//! AST visitor that collects JSX tag and call-expression usage sites.

use oxc_ast::ast::{
    CallExpression, Expression, JSXElementName, JSXMemberExpressionObject, JSXOpeningElement,
};
use oxc_ast_visit::{walk, Visit};
use rustc_hash::FxHashSet;

/// Records every identifier used as a JSX tag head or as the root of a call
/// expression. Imported names are later checked against these sets, so an
/// import with no matching usage site never counts as a reference.
#[derive(Debug, Default)]
pub(super) struct UsageVisitor {
    /// Names appearing as JSX opening/self-closing tags, including the head
    /// of dotted tags (`<Foo.Bar/>` records `Foo`).
    pub(super) jsx_tags: FxHashSet<String>,
    /// Names appearing as call targets, directly or as the root of a
    /// property-access chain (`fn(...)`, `fn.bind(...)`, `await fn(...)`).
    pub(super) call_targets: FxHashSet<String>,
}

impl<'a> Visit<'a> for UsageVisitor {
    fn visit_jsx_opening_element(&mut self, elem: &JSXOpeningElement<'a>) {
        if let Some(name) = jsx_root_name(&elem.name) {
            self.jsx_tags.insert(name.to_string());
        }
        walk::walk_jsx_opening_element(self, elem);
    }

    fn visit_call_expression(&mut self, call: &CallExpression<'a>) {
        if let Some(name) = callee_root_name(&call.callee) {
            self.call_targets.insert(name.to_string());
        }
        walk::walk_call_expression(self, call);
    }
}

fn jsx_root_name<'a>(name: &'a JSXElementName<'a>) -> Option<&'a str> {
    match name {
        JSXElementName::Identifier(ident) => Some(ident.name.as_str()),
        JSXElementName::IdentifierReference(ident) => Some(ident.name.as_str()),
        JSXElementName::MemberExpression(member) => jsx_member_root(&member.object),
        JSXElementName::NamespacedName(namespaced) => Some(namespaced.namespace.name.as_str()),
        JSXElementName::ThisExpression(_) => None,
    }
}

fn jsx_member_root<'a>(object: &'a JSXMemberExpressionObject<'a>) -> Option<&'a str> {
    match object {
        JSXMemberExpressionObject::IdentifierReference(ident) => Some(ident.name.as_str()),
        JSXMemberExpressionObject::MemberExpression(member) => jsx_member_root(&member.object),
        JSXMemberExpressionObject::ThisExpression(_) => None,
    }
}

fn callee_root_name<'a>(callee: &'a Expression<'a>) -> Option<&'a str> {
    match callee {
        Expression::Identifier(ident) => Some(ident.name.as_str()),
        Expression::StaticMemberExpression(member) => callee_root_name(&member.object),
        Expression::ParenthesizedExpression(paren) => callee_root_name(&paren.expression),
        _ => None,
    }
}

--------

#### Assigned task:
Exactly as written, please output every entry.

#### Result of this exercise:
//! AST visitor that collects JSX tag and call-expression usage sites.

use oxc_ast::ast::{
    CallExpression, Expression, JSXElementName, JSXMemberExpressionObject, JSXOpeningElement,
};
use oxc_ast_visit::{walk, Visit};
use rustc_hash::FxHashSet;

/// Records every identifier used as a JSX tag head or as the root of a call
/// expression. Imported names are later checked against these sets, so an
/// import with no matching usage site never counts as a reference.
#[derive(Debug, Default)]
pub(super) struct UsageVisitor {
    /// Names appearing as JSX opening/self-closing tags, including the head
    /// of dotted tags (`<Foo.Bar/>` records `Foo`).
    pub(super) jsx_tags: FxHashSet<String>,
    /// Names appearing as call targets, directly or as the root of a
    /// property-access chain (`fn(...)`, `fn.bind(...)`, `await fn(...)`).
    pub(super) call_targets: FxHashSet<String>,
}

impl<'a> Visit<'a> for UsageVisitor {
    fn visit_jsx_opening_element(&mut self, elem: &JSXOpeningElement<'a>) {
        if let Some(name) = jsx_root_name(&elem.name) {
            self.jsx_tags.insert(name.to_string());
        }
        walk::walk_jsx_opening_element(self, elem);
    }

    fn visit_call_expression(&mut self, call: &CallExpression<'a>) {
        if let Some(name) = callee_root_name(&call.callee) {
            self.call_targets.insert(name.to_string());
        }
        walk::walk_call_expression(self, call);
    }
}

fn jsx_root_name<'a>(name: &'a JSXElementName<'a>) -> Option<&'a str> {
    match name {
        JSXElementName::Identifier(ident) => Some(ident.name.as_str()),
        JSXElementName::IdentifierReference(ident) => Some(ident.name.as_str()),
        JSXElementName::MemberExpression(member) => jsx_member_root(&member.object),
        JSXElementName::NamespacedName(namespaced) => Some(namespaced.namespace.name.as_str()),
        JSXElementName::ThisExpression(_) => None,
    }
}

fn jsx_member_root<'a>(object: &'a JSXMemberExpressionObject<'a>) -> Option<&'a str> {
    match object {
        JSXMemberExpressionObject::IdentifierReference(ident) => Some(ident.name.as_str()),
        JSXMemberExpressionObject::MemberExpression(member) => jsx_member_root(&member.object),
        JSXMemberExpressionObject::ThisExpression(_) => None,
    }
}

fn callee_root_name<'a>(callee: &'a Expression<'a>) -> Option<&'a str> {
    match callee {
        Expression::Identifier(ident) => Some(ident.name.as_str()),
        Expression::StaticMemberExpression(member) => callee_root_name(&member.object),
        Expression::ParenthesizedExpression(paren) => callee_root_name(&paren.expression),
        _ => None,
    }
}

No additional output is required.